One of my best finds, a reproduction Pembroke table, (a style with a drawer and two leaves), came out of a consignment shop in Greenwich, CT. It wasn’t super-cheap ($350) but in excellent condition and is light and versatile.
If you really hate a brown piece of furniture, but it’s well-priced and handsome, you can always paint it.
Keep your eyes peeled
You never know where you’ll find just what you’re looking for, and sometimes in the least likely spot.
We recently dropped into West Elm — a national retail brand known for modern pieces — and found, on sale, four metal brackets to hold wall-mounted plants for our balcony. We also scored three faux branches of mountain laurel, for the price of one week’s fresh flowers.
One day, out for lunch in small-town Ontario, we stopped in at antique shop across the road. Boom! The perfect small lamp we needed for a corner of the bedroom, an early ginger jar, in an unlikely shade of gray. (I had a new white linen shade made to fit.)
Five red goblets — $10 — at our local thrift shop. Score!

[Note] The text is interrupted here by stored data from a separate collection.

//! DMA channel abstraction.
//!
//! The engine programs a [`DmaChannel`] for one-shot transfers in either
//! direction and for perpetual circular capture on the receive side.
//! Completion is reported back by the application's DMA interrupt through
//! `Channel::on_dma_rx_complete` / `Channel::on_dma_tx_complete`.

use crate::driver::config::DmaBurst;

/// Transfer direction as seen from the DMA engine
#[derive(Debug, Clone, Copy, PartialEq, Eq)]
#[cfg_attr(feature = "defmt", derive(defmt::Format))]
pub enum DmaDirection {
    /// Serial data register to memory (receive)
    PeripheralToMemory,
    /// Memory to serial data register (transmit)
    MemoryToPeripheral,
}

/// One-shot or circular operation
#[derive(Debug, Clone, Copy, PartialEq, Eq)]
#[cfg_attr(feature = "defmt", derive(defmt::Format))]
pub enum DmaMode {
    /// Stop after `length` bytes and raise completion
    Normal,
    /// Wrap to the start of the buffer after `length` bytes, forever
    Circular,
}

/// Channel programming for one transfer
#[derive(Debug, Clone, Copy, PartialEq, Eq)]
#[cfg_attr(feature = "defmt", derive(defmt::Format))]
pub struct DmaSetup {
    /// Transfer direction
    pub direction: DmaDirection,
    /// Source bus address
    pub source: usize,
    /// Destination bus address
    pub dest: usize,
    /// Bytes to move (ring size in circular mode)
    pub length: usize,
    /// Burst width requested by the serial controller
    pub burst: DmaBurst,
    /// Channel priority
    pub priority: u8,
    /// One-shot or circular
    pub mode: DmaMode,
}

/// One DMA channel wired to a serial controller's request lines.
///
/// # Circular mode contract
///
/// While [`freeze`](DmaChannel::freeze) is in effect the hardware write
/// position must not move. Outside of a freeze it only moves forward,
/// wrapping at the configured length. The engine relies on both to compute
/// unread bytes as `(position - head) mod length`; a ring that laps its
/// reader is not detectable.
pub trait DmaChannel {
    /// Hardware channel number, used to validate rx/tx pairing
    fn number(&self) -> u8;

    /// Program addresses, length and mode. The channel stays stopped.
    fn configure(&mut self, setup: &DmaSetup);

    /// Start the programmed transfer
    fn start(&mut self);

    /// Stop the channel; the transferred count stays readable
    fn stop(&mut self);

    /// Channel is running. Aborts only stop a channel that reports active;
    /// a one-shot transfer that already finished is left alone.
    fn is_active(&self) -> bool;

    /// Bytes moved since `start`.
    ///
    /// In circular mode this is the current write index within the ring.
    fn transferred_bytes(&self) -> usize;

    /// Suspend request servicing so the write index is stable
    fn freeze(&mut self);

    /// Resume request servicing
    fn unfreeze(&mut self);

    /// Raise the completion interrupt once the byte at `index` is written
    fn set_trigger_index(&mut self, index: usize);
}

/// Placeholder for channels built without DMA.
///
/// Uninhabited: a `Channel<H, NoDma>` can never hold a DMA channel, so
/// every method body is unreachable.
#[derive(Debug)]
pub enum NoDma {}

impl DmaChannel for NoDma {
    fn number(&self) -> u8 {
        match *self {}
    }

    fn configure(&mut self, _setup: &DmaSetup) {
        match *self {}
    }

    fn start(&mut self) {
        match *self {}
    }

    fn stop(&mut self) {
        match *self {}
    }

    fn is_active(&self) -> bool {
        match *self {}
    }

    fn transferred_bytes(&self) -> usize {
        match *self {}
    }

    fn freeze(&mut self) {
        match *self {}
    }

    fn unfreeze(&mut self) {
        match *self {}
    }

    fn set_trigger_index(&mut self, _index: usize) {
        match *self {}
    }
}

/// Check the rx/tx channel pairing rules.
///
/// Receive must use the even channel of a pair and transmit the odd one of
/// the same pair. A missing direction is only checked for its own parity.
#[must_use]
pub const fn valid_pairing(rx: Option<u8>, tx: Option<u8>) -> bool {
    match (rx, tx) {
        (Some(rx), Some(tx)) => rx % 2 == 0 && tx == rx + 1,
        (Some(rx), None) => rx % 2 == 0,
        (None, Some(tx)) => tx % 2 == 1,
        (None, None) => true,
    }
}
//! Internal Implementation Details
//!
//! Engine building blocks that are not part of the public API.
//!
//! - `descriptor`: per-direction request bookkeeping and notifications
//! - `staging`: the software staging FIFO
//! - `circular`: read-side bookkeeping for the circular DMA ring

pub(crate) mod circular;
pub(crate) mod descriptor;
pub(crate) mod staging;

I found two large wooden storage boxes at a local plant nursery. I’m not sure what they were supposed to be used for, but I stacked them and made them into a side table. A former grain measure (I think!) now holds magazines.
When I needed a lot of fabric, cheaply, I found a couple of printed cotton shower curtains on sale and used them for curtains, a headboard cover and a table cover.
Keep a tape measure handy and use your camera phone
The only way to be sure that a piece of art of furniture is going to fit into your home, (and play nicely with your current belongings), is if you know exactly what dimensions you need.
If you see something you love in a store but aren’t sure, snap images of it from every angle and measure it carefully.
You can have things shipped
Two of my favorite pieces came from very far away — a great vintage Chinese chair I found in New Orleans and shipped home via UPS and a teal armoire (possibly 18th century) no one wanted (!) when I bid by phone on it through a regional auction house I used to visit when I lived in New Hampshire.
Even with the shipping charges, it cost less than a new piece on sale, made in China.
One of my favorite belongings is a photo I found in Sydney, Australia and sent home to wait for me.
Don’t forget the charm, color and texture of live flowers and plants
We keep fresh flowers and/or plants in every room year-round.
Invest in a few frogs (metal and glass holders for floral stems) and some blocks of Oasis (the green foam florists use to make arrangements), and you can use almost any container to make a pretty display.
Nothing is less expensive or as easy to change if you need a new look — and it can be a chair or stool or box, not an entire room.
If a wooden floor is hideous, paint it!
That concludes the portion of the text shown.